Bayesian Multi--Dipole Modeling of a Single Topography in MEG by Adaptive Sequential Monte Carlo Samplers

TL;DR

This paper introduces a Bayesian method using adaptive sequential Monte Carlo samplers to estimate neural current dipoles from MEG topographies, effectively determining their number and parameters in a static inverse problem.

Contribution

It presents a novel Bayesian approach with adaptive sampling for static MEG inverse problems, estimating both the number and parameters of neural dipoles simultaneously.

Findings

Accurate estimation of up to four dipoles in synthetic data.

Effective application to real somatosensory evoked fields data.
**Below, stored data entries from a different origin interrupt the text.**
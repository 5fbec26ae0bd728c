pub mod color_scheme;
pub mod color_scheme_signal;
pub mod style_marker;
pub mod subscription;
use std::sync::{Mutex, PoisonError};

use super::listener_registry::ListenerRegistry;
use super::platform;
use crate::theme::domain::color_scheme_signal::{ColorSchemeSignal, SchemeListener, SignalError};
use crate::theme::domain::subscription::SignalSubscription;

type Detector = fn() -> Result<bool, SignalError>;

/// The operating system's color scheme preference.
///
/// The OS offers no portable push notification, so the host drives
/// [`refresh`](ColorSchemeSignal::refresh) periodically (the desktop app does
/// it from a timer subscription). Listeners are called when the value read
/// differs from the last one seen, including the first successful read after
/// the host could not be queried.
pub struct SystemColorScheme {
    detector: Detector,
    last_seen: Mutex<Option<bool>>,
    listeners: ListenerRegistry,
}

impl SystemColorScheme {
    pub fn new() -> Self {
        Self::with_detector(platform::prefers_dark)
    }

    /// Uses `detector` instead of querying the operating system.
    pub fn with_detector(detector: Detector) -> Self {
        Self {
            detector,
            last_seen: Mutex::new(None),
            listeners: ListenerRegistry::new(),
        }
    }

    fn detect(&self) -> Result<bool, SignalError> {
        let prefers_dark = (self.detector)()?;
        *self.last_seen.lock().unwrap_or_else(PoisonError::into_inner) = Some(prefers_dark);
        Ok(prefers_dark)
    }
}

impl Default for SystemColorScheme {
    fn default() -> Self {
        Self::new()
    }
}

impl ColorSchemeSignal for SystemColorScheme {
    fn prefers_dark(&self) -> Result<bool, SignalError> {
        self.detect()
    }

    fn subscribe(&self, listener: SchemeListener) -> Result<SignalSubscription, SignalError> {
        Ok(self.listeners.subscribe(listener))
    }

    fn refresh(&self) {
        let current = match (self.detector)() {
            Ok(value) => value,
            Err(e) => {
                log::warn!("Color scheme refresh failed: {e}");
                return;
            }
        };

        let changed = {
            let mut last_seen = self.last_seen.lock().unwrap_or_else(PoisonError::into_inner);
            let changed = *last_seen != Some(current);
            *last_seen = Some(current);
            changed
        };

        if changed {
            log::debug!("System color scheme changed (prefers dark: {current})");
            self.listeners.notify(current);
        }
    }
}
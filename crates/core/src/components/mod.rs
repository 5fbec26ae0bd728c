pub mod logo_image;

pub use logo_image::{DecodedLogo, LogoError, LogoImage};
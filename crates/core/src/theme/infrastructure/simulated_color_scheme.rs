use std::sync::atomic::{AtomicBool, Ordering};

use super::listener_registry::ListenerRegistry;
use crate::theme::domain::color_scheme_signal::{ColorSchemeSignal, SchemeListener, SignalError};
use crate::theme::domain::subscription::SignalSubscription;

/// A color scheme signal driven by the caller instead of the OS.
///
/// Used by tests and by hosts that feed the preference from elsewhere
/// (an embedding webview, a remote setting). [`unsupported`](Self::unsupported)
/// builds a signal that behaves like a host without the capability.
pub struct SimulatedColorScheme {
    prefers_dark: AtomicBool,
    supported: bool,
    listeners: ListenerRegistry,
}

impl SimulatedColorScheme {
    pub fn new(prefers_dark: bool) -> Self {
        Self {
            prefers_dark: AtomicBool::new(prefers_dark),
            supported: true,
            listeners: ListenerRegistry::new(),
        }
    }

    pub fn unsupported() -> Self {
        Self {
            prefers_dark: AtomicBool::new(false),
            supported: false,
            listeners: ListenerRegistry::new(),
        }
    }

    /// Changes the simulated preference and fires a change notification.
    ///
    /// Like a media query, listeners only hear about actual changes.
    pub fn set_prefers_dark(&self, prefers_dark: bool) {
        let previous = self.prefers_dark.swap(prefers_dark, Ordering::SeqCst);
        if previous != prefers_dark && self.supported {
            self.listeners.notify(prefers_dark);
        }
    }

    /// Number of live listener registrations.
    pub fn listener_count(&self) -> usize {
        self.listeners.len()
    }
}

impl ColorSchemeSignal for SimulatedColorScheme {
    fn prefers_dark(&self) -> Result<bool, SignalError> {
        if !self.supported {
            return Err(SignalError::Unsupported);
        }
        Ok(self.prefers_dark.load(Ordering::SeqCst))
    }

    fn subscribe(&self, listener: SchemeListener) -> Result<SignalSubscription, SignalError> {
        if !self.supported {
            return Err(SignalError::Unsupported);
        }
        Ok(self.listeners.subscribe(listener))
    }
}

#[cfg(test)]
mod tests {
    use super::*;
    use std::sync::atomic::AtomicUsize;
    use std::sync::Arc;

    #[test]
    fn test_reports_initial_value() {
        assert_eq!(SimulatedColorScheme::new(true).prefers_dark(), Ok(true));
        assert_eq!(SimulatedColorScheme::new(false).prefers_dark(), Ok(false));
    }

    #[test]
    fn test_notifies_only_on_change() {
        let signal = SimulatedColorScheme::new(false);
        let calls = Arc::new(AtomicUsize::new(0));
        let c = calls.clone();
        let _sub = signal
            .subscribe(Box::new(move |_| {
                c.fetch_add(1, Ordering::SeqCst);
            }))
            .unwrap();

        signal.set_prefers_dark(false);
        assert_eq!(calls.load(Ordering::SeqCst), 0);
        signal.set_prefers_dark(true);
        signal.set_prefers_dark(true);
        assert_eq!(calls.load(Ordering::SeqCst), 1);
        assert_eq!(signal.prefers_dark(), Ok(true));
    }

    #[test]
    fn test_unsupported_rejects_reads_and_subscriptions() {
        let signal = SimulatedColorScheme::unsupported();
        assert_eq!(signal.prefers_dark(), Err(SignalError::Unsupported));
        assert!(signal.subscribe(Box::new(|_| {})).is_err());
        assert_eq!(signal.listener_count(), 0);
    }

    #[test]
    fn test_listener_count_tracks_subscriptions() {
        let signal = SimulatedColorScheme::new(false);
        let sub = signal.subscribe(Box::new(|_| {})).unwrap();
        assert_eq!(signal.listener_count(), 1);
        drop(sub);
        assert_eq!(signal.listener_count(), 0);
    }
}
Comparison with other methods shows improved performance.

Abstract

In the present paper, we develop a novel Bayesian approach to the problem of estimating neural currents in the brain from a fixed distribution of magnetic field (called \emph{topography}), measured by magnetoencephalography. Differently from recent studies that describe inversion techniques, such as spatio-temporal regularization/filtering, in which neural dynamics always plays a role, we face here a purely static inverse problem. Neural currents are modelled as an unknown number of current dipoles, whose state space is described in terms of a variable--dimension model. Within the resulting Bayesian framework, we set up a sequential Monte Carlo sampler to explore the posterior distribution. An adaptation technique is employed in order to effectively balance the computational cost and the quality of the sample approximation. Then, both the number and the parameters of the unknown current dipoles are simultaneously estimated. The performance of the method is assessed by means of synthetic data, generated by source configurations containing up to four dipoles. Eventually, we describe the results obtained by analyzing data from a real experiment, involving somatosensory evoked fields, and compare them to those provided by three other methods.